PROBLEM DESCRIPTION: Only the number is needed: how many lines in the entries below contain the string "struct"?

[[ EXTRACTED MATERIAL open ]]

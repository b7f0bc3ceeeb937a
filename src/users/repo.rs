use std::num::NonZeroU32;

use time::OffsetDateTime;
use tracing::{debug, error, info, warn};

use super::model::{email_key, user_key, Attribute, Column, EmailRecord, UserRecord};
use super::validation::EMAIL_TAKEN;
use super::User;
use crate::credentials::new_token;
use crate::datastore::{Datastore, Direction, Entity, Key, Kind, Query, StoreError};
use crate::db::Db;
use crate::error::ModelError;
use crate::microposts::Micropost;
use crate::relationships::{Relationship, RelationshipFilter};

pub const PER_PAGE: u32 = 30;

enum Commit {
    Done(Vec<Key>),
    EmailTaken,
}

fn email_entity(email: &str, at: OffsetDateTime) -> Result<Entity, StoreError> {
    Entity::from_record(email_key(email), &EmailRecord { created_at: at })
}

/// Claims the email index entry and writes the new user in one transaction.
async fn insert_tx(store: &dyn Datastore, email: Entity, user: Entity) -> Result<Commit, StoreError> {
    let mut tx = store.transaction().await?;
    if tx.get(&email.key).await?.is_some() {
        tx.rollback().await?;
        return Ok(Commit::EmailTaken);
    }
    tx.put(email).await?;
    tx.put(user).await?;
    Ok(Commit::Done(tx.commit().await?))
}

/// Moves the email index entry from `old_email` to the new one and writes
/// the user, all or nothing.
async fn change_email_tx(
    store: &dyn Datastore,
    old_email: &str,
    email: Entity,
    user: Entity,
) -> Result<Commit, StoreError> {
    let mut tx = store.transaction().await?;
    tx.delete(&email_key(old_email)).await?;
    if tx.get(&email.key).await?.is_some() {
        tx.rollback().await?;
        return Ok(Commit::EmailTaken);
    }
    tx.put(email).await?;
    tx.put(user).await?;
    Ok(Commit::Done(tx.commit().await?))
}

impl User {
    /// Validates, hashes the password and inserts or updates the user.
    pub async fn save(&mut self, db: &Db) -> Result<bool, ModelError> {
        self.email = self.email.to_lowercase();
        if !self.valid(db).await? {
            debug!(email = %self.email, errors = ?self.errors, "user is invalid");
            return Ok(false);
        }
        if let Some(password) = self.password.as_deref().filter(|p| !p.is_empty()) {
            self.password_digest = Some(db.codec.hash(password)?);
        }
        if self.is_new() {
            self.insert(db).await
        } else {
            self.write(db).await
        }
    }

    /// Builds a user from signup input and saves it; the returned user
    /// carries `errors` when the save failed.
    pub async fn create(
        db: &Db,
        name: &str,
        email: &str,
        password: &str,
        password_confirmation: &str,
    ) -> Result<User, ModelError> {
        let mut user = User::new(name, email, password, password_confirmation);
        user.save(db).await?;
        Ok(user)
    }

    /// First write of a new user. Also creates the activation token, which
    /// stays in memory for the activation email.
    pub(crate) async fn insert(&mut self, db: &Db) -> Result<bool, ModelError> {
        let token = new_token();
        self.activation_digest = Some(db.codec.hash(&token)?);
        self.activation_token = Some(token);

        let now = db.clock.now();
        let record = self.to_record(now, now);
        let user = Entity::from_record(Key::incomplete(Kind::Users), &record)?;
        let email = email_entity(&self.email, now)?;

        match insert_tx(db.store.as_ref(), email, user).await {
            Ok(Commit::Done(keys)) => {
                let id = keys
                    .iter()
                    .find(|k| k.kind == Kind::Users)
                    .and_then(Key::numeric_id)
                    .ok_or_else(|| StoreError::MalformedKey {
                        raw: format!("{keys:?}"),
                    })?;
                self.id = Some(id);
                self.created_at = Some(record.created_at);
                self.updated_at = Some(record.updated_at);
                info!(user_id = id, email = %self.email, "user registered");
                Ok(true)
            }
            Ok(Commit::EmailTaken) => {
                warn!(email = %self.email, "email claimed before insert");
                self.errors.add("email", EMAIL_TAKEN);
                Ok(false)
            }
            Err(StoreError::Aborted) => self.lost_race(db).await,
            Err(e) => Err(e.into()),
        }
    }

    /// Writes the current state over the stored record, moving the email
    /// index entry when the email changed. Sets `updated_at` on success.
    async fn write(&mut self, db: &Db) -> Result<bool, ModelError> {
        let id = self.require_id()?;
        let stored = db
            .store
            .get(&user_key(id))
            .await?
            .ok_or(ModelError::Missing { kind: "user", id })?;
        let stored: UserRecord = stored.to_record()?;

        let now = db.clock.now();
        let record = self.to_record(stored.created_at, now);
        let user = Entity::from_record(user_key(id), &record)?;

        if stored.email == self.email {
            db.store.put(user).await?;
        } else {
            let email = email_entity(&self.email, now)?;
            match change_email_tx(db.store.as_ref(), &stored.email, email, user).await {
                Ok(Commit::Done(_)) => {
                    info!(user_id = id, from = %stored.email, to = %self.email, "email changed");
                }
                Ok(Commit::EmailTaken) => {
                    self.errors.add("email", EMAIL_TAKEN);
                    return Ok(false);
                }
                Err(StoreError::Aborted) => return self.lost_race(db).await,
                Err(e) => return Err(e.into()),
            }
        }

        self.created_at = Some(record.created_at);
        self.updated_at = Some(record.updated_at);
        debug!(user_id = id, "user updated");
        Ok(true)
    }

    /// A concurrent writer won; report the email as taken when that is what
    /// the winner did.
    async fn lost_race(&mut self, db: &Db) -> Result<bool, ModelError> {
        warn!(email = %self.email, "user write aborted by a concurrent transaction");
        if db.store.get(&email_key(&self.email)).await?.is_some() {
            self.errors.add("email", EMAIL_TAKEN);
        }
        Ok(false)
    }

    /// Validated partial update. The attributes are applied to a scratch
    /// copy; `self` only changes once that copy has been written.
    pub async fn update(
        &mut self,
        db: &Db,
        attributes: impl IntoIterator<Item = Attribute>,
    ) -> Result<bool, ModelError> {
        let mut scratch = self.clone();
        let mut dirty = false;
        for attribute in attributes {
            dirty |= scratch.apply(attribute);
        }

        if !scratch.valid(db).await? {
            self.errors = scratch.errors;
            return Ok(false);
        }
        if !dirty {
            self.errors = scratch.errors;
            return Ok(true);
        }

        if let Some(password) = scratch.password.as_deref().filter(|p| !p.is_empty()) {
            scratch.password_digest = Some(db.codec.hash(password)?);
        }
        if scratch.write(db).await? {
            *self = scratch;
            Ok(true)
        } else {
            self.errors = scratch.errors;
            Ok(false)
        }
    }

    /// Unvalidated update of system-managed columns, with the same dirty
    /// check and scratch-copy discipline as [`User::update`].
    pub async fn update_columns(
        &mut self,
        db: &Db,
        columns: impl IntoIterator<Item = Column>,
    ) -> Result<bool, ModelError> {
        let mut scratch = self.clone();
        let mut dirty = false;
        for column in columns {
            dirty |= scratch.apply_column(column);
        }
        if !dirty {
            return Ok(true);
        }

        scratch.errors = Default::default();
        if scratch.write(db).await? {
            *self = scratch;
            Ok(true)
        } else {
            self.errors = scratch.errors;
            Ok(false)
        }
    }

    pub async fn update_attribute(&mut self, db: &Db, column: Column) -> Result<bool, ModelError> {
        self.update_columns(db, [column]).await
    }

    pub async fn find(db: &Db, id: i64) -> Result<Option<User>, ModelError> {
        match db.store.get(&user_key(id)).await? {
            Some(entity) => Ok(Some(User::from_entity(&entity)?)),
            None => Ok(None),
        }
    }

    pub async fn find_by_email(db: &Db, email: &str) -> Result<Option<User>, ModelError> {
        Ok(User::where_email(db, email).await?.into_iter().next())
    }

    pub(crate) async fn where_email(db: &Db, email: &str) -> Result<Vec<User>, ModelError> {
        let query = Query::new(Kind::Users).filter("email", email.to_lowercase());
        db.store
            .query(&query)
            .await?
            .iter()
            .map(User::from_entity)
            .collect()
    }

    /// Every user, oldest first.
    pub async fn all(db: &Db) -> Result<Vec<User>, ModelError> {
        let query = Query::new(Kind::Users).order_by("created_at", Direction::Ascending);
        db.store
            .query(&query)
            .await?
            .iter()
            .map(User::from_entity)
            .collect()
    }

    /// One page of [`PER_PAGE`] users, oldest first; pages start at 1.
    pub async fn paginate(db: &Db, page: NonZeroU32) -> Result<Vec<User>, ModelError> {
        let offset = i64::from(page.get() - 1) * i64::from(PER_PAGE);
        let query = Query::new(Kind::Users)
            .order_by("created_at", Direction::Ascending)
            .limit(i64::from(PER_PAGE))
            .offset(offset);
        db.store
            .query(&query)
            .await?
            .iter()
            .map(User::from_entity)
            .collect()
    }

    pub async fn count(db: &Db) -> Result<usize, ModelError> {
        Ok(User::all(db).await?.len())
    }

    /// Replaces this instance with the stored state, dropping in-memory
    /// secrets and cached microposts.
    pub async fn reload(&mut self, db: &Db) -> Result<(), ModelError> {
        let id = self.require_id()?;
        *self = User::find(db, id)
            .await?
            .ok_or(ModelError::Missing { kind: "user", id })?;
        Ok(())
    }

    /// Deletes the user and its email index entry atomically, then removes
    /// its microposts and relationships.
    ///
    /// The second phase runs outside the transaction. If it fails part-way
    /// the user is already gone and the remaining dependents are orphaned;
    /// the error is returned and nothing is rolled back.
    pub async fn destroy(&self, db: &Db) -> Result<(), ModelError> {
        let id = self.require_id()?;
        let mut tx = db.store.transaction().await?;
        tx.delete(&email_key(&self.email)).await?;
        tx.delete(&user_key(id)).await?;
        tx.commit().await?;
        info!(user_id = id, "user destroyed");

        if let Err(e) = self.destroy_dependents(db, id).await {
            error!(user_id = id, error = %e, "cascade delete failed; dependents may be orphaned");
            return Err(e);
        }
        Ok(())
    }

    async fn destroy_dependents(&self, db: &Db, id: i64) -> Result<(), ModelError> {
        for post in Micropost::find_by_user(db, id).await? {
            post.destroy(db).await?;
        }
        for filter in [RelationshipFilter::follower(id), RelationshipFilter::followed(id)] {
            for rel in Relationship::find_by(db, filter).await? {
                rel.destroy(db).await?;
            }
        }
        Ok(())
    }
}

[[ EXTRACTED MATERIAL closed ]]
[[ EXTRACTED MATERIAL open ]]

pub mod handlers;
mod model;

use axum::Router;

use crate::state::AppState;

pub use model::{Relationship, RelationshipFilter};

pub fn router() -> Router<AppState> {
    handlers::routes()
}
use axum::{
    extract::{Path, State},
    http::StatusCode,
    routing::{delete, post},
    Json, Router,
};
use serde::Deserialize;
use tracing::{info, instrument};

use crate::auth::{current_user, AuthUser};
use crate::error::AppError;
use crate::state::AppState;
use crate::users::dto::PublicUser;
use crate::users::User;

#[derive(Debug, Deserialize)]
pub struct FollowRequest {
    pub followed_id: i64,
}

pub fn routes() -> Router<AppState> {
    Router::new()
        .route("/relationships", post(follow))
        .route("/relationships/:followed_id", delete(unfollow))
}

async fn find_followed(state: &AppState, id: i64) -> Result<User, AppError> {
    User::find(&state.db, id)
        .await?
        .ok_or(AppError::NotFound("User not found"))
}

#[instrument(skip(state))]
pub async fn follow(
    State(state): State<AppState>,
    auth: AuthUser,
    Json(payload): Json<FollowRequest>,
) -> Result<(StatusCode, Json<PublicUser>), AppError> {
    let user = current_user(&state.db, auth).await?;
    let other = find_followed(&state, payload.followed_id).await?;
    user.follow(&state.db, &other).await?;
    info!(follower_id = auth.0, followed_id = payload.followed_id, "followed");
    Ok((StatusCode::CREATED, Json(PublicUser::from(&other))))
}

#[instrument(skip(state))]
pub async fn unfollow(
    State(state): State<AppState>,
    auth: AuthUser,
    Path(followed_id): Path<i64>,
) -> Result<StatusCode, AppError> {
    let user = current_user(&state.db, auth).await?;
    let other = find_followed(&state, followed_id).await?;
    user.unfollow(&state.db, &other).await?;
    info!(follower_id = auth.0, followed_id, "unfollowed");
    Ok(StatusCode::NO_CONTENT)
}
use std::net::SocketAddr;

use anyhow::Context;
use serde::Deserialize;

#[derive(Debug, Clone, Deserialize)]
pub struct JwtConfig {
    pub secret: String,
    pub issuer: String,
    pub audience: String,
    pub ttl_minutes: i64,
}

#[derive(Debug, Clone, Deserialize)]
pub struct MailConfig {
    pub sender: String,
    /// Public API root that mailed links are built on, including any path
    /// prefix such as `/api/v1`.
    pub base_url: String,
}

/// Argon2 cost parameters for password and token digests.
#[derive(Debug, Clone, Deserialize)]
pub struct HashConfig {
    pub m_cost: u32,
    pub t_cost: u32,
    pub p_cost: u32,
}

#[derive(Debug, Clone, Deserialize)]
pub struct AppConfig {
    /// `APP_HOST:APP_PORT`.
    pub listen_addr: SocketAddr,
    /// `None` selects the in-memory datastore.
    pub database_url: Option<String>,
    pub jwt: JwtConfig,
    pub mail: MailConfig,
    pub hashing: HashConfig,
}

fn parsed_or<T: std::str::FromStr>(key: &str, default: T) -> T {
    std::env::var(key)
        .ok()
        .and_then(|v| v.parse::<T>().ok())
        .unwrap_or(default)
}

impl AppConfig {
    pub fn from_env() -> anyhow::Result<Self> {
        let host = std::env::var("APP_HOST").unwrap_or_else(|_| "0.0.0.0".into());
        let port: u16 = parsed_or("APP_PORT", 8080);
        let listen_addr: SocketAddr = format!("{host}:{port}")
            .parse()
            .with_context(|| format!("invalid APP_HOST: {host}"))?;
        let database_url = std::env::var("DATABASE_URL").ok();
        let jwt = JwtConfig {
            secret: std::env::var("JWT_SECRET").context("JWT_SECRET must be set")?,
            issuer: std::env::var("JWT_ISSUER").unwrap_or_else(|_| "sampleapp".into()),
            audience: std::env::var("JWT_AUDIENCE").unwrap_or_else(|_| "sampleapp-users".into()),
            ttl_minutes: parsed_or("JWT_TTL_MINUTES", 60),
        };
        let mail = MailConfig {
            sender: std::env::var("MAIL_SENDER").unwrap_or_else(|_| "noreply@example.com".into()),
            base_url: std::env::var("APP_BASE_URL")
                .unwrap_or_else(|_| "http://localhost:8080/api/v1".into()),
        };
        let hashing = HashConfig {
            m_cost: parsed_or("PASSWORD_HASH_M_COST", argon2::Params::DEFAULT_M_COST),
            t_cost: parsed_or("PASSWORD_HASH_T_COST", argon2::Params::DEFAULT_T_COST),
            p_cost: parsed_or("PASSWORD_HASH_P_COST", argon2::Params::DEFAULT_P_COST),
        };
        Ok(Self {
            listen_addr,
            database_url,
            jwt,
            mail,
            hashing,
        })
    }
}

[[ EXTRACTED MATERIAL closed ]]
[[ EXTRACTED MATERIAL open ]]

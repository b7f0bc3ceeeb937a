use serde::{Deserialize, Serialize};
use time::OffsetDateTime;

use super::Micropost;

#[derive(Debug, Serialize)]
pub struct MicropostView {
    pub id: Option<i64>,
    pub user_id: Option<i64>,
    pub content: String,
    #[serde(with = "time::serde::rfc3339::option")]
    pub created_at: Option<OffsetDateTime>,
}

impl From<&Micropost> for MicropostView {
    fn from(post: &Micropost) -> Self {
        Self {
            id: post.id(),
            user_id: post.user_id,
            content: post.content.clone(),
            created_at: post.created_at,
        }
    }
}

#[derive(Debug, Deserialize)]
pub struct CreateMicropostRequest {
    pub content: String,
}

[[ EXTRACTED MATERIAL closed ]]

WRITTEN ANSWER: 7